About this task: With nothing omitted, transcribe the entries exactly as written.

=== Available data ===

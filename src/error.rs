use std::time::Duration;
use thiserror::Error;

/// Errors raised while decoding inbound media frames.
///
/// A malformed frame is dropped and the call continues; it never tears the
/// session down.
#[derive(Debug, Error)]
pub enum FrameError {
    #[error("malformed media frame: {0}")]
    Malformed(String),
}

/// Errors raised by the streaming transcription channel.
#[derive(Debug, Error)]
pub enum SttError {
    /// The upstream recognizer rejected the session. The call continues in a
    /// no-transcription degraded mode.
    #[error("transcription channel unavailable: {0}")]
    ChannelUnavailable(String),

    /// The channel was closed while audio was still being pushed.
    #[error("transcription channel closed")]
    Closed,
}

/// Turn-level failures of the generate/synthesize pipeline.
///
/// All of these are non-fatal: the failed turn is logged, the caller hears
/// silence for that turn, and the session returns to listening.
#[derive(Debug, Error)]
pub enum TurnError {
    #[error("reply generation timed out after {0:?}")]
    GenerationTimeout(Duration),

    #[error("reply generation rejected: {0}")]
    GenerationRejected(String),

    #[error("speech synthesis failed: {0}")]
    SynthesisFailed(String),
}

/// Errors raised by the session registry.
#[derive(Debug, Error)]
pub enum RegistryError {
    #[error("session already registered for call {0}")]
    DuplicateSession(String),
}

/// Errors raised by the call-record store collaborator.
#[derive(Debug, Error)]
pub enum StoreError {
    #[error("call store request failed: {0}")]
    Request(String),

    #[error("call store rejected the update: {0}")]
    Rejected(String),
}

===

Answer section:
filename src/error.rs
use std::time::Duration;
use thiserror::Error;

/// Errors raised while decoding inbound media frames.
///
/// A malformed frame is dropped and the call continues; it never tears the
/// session down.
#[derive(Debug, Error)]
pub enum FrameError {
    #[error("malformed media frame: {0}")]
    Malformed(String),
}

/// Errors raised by the streaming transcription channel.
#[derive(Debug, Error)]
pub enum SttError {
    /// The upstream recognizer rejected the session. The call continues in a
    /// no-transcription degraded mode.
    #[error("transcription channel unavailable: {0}")]
    ChannelUnavailable(String),

    /// The channel was closed while audio was still being pushed.
    #[error("transcription channel closed")]
    Closed,
}

/// Turn-level failures of the generate/synthesize pipeline.
///
/// All of these are non-fatal: the failed turn is logged, the caller hears
/// silence for that turn, and the session returns to listening.
#[derive(Debug, Error)]
pub enum TurnError {
    #[error("reply generation timed out after {0:?}")]
    GenerationTimeout(Duration),

    #[error("reply generation rejected: {0}")]
    GenerationRejected(String),

    #[error("speech synthesis failed: {0}")]
    SynthesisFailed(String),
}

/// Errors raised by the session registry.
#[derive(Debug, Error)]
pub enum RegistryError {
    #[error("session already registered for call {0}")]
    DuplicateSession(String),
}

/// Errors raised by the call-record store collaborator.
#[derive(Debug, Error)]
pub enum StoreError {
    #[error("call store request failed: {0}")]
    Request(String),

    #[error("call store rejected the update: {0}")]
    Rejected(String),
}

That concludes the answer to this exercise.